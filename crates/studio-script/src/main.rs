//! studio-script: command-line host for studio scripts.
//!
//! Loads the scripting subsystem outside the studio application so scripts
//! can be exercised and the Python runtime lookup diagnosed.

mod logging;

use std::path::{Path, PathBuf};
use std::time::Duration;

use anyhow::{Context, Result, bail};
use clap::{Parser, Subcommand};
use studio_scripting::{Script, Scripting, ScriptingConfig};

use crate::logging::{LogConfig, LogFormat, init_logging};

#[derive(Parser, Debug)]
#[command(name = "studio-script", version, about = "Run studio scripts outside the studio host")]
struct Cli {
    /// Scripting configuration file (TOML). Defaults apply when absent.
    #[arg(long, short = 'c', global = true, env = "STUDIO_SCRIPT_CONFIG")]
    config: Option<PathBuf>,

    /// Log filter; RUST_LOG takes precedence.
    #[arg(long, global = true, default_value = "info")]
    log_level: String,

    #[arg(long, global = true, value_enum, default_value_t = LogFormat::Pretty)]
    log_format: LogFormat,

    /// Also append logs to this file.
    #[arg(long, global = true)]
    log_file: Option<PathBuf>,

    #[command(subcommand)]
    command: Commands,
}

#[derive(Subcommand, Debug)]
enum Commands {
    /// Print the script extensions this build supports
    Formats,

    /// Load scripts, fire events at them, then tear everything down
    Run {
        /// Script files to load
        #[arg(required = true)]
        scripts: Vec<String>,

        /// Number of events to fire at every loaded script
        #[arg(long, default_value_t = 0)]
        ticks: u32,

        /// Delay between events
        #[arg(long, default_value_t = 16)]
        interval_ms: u64,

        /// Event name fired on each tick
        #[arg(long, default_value = "tick")]
        event: String,
    },

    /// Try to bootstrap the Python runtime and report the result
    Python {
        /// Runtime home directory (overrides the config file)
        #[arg(long)]
        home: Option<PathBuf>,
    },
}

fn load_config(path: Option<&Path>) -> Result<ScriptingConfig> {
    match path {
        Some(path) => ScriptingConfig::from_path(path)
            .with_context(|| format!("failed to load config {}", path.display())),
        None => Ok(ScriptingConfig::default()),
    }
}

fn cmd_formats() {
    for format in Scripting::supported_formats() {
        println!("{format}");
    }
}

fn cmd_run(
    config: ScriptingConfig,
    paths: &[String],
    ticks: u32,
    interval: Duration,
    event: &str,
) -> Result<()> {
    let mut scripting = Scripting::new(config);
    scripting.load().context("failed to load scripting subsystem")?;

    let mut scripts: Vec<Script> = Vec::with_capacity(paths.len());
    let mut failed = 0usize;
    for path in paths {
        match scripting.create_script(path) {
            Some(script) if script.loaded() => {
                println!("loaded {path}");
                scripts.push(script);
            }
            Some(script) => {
                println!("failed {path}");
                failed += 1;
                scripting.destroy_script(script);
            }
            None => {
                println!("rejected {path}");
                failed += 1;
            }
        }
    }

    for tick in 0..ticks {
        let payload = tick.to_string();
        let fired: usize = scripts
            .iter()
            .map(|script| scripting.emit(script, event, &payload))
            .sum();
        tracing::debug!(tick, event, fired, "Fired event");
        if tick + 1 < ticks {
            std::thread::sleep(interval);
        }
    }

    for script in scripts {
        scripting.destroy_script(script);
    }
    scripting.unload();

    if failed > 0 {
        bail!("{failed} of {} script(s) failed to load", paths.len());
    }
    Ok(())
}

fn cmd_python(mut config: ScriptingConfig, home: Option<PathBuf>) -> Result<()> {
    if !Scripting::python_runtime_linked() {
        bail!("this build does not include the Python backend");
    }
    if let Some(home) = home {
        config.python.home = Some(home);
    }
    config.python.bootstrap_on_load = true;

    let mut scripting = Scripting::new(config);
    scripting.load().context("failed to load scripting subsystem")?;
    let ready = scripting.python_loaded();
    if ready {
        println!("python: ready");
        for entry in scripting.search_path(studio_scripting::ScriptLanguage::Python) {
            println!("  {entry}");
        }
    }
    scripting.unload();

    if !ready {
        bail!("Python runtime unavailable (see log for the library that failed to bind)");
    }
    Ok(())
}

fn main() -> Result<()> {
    let cli = Cli::parse();

    init_logging(&LogConfig {
        level: cli.log_level.clone(),
        format: cli.log_format,
        file: cli.log_file.clone(),
    })
    .context("failed to initialize logging")?;

    match cli.command {
        Commands::Formats => {
            cmd_formats();
            Ok(())
        }
        Commands::Run {
            scripts,
            ticks,
            interval_ms,
            event,
        } => {
            let config = load_config(cli.config.as_deref())?;
            cmd_run(config, &scripts, ticks, Duration::from_millis(interval_ms), &event)
        }
        Commands::Python { home } => {
            let config = load_config(cli.config.as_deref())?;
            cmd_python(config, home)
        }
    }
}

● ● ● ● ●

#### [INSTRUCTIONS FOR THE TASK]
Collect every line above that contains the word "this".

#### [THE COMPLETED TASK]
    /// Also append logs to this file.
    /// Print the script extensions this build supports
        bail!("this build does not include the Python backend");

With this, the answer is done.